Saved data entries
##############################
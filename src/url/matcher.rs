/// Checks if a host falls under a domain pattern
///
/// Two kinds of pattern are understood:
/// 1. Exact: "ics.uci.edu" matches only "ics.uci.edu"
/// 2. Suffix: "*.ics.uci.edu" matches "ics.uci.edu" itself and every
///    subdomain beneath it ("www.ics.uci.edu", "a.b.ics.uci.edu")
///
/// Hosts are compared ASCII case-insensitively. A suffix only matches on a
/// label boundary, so "*.uci.edu" does not match "notuci.edu".
///
/// # Examples
///
/// ```
/// use snare_crawler::url::matches_wildcard;
///
/// assert!(matches_wildcard("*.ics.uci.edu", "vision.ics.uci.edu"));
/// assert!(matches_wildcard("*.ics.uci.edu", "ics.uci.edu"));
/// assert!(!matches_wildcard("*.ics.uci.edu", "cs.uci.edu"));
/// assert!(!matches_wildcard("ics.uci.edu", "www.ics.uci.edu"));
/// ```
pub fn matches_wildcard(pattern: &str, host: &str) -> bool {
    match pattern.strip_prefix("*.") {
        Some(base) => {
            if host.eq_ignore_ascii_case(base) {
                return true;
            }
            // host must be "<labels>.<base>"
            let (host, base) = (host.as_bytes(), base.as_bytes());
            host.len() > base.len() + 1
                && host[host.len() - base.len() - 1] == b'.'
                && host[host.len() - base.len()..].eq_ignore_ascii_case(base)
        }
        None => host.eq_ignore_ascii_case(pattern),
    }
}

/// The set of domains a crawl is confined to
#[derive(Debug, Clone, PartialEq, Eq)]
pub struct DomainScope {
    patterns: Vec<String>,
}

impl DomainScope {
    /// Builds a scope from domain patterns such as "*.ics.uci.edu"
    pub fn new<I, S>(patterns: I) -> Self
    where
        I: IntoIterator<Item = S>,
        S: Into<String>,
    {
        Self {
            patterns: patterns.into_iter().map(Into::into).collect(),
        }
    }

    /// Returns true if the host matches any pattern in the scope
    pub fn contains(&self, host: &str) -> bool {
        !host.is_empty()
            && self
                .patterns
                .iter()
                .any(|pattern| matches_wildcard(pattern, host))
    }

    /// The configured patterns, in configuration order
    pub fn patterns(&self) -> &[String] {
        &self.patterns
    }
}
##############################
--- Task ---
Write only the number of lines above in which the word "assert" is found.

--- Solution to the problem ---
4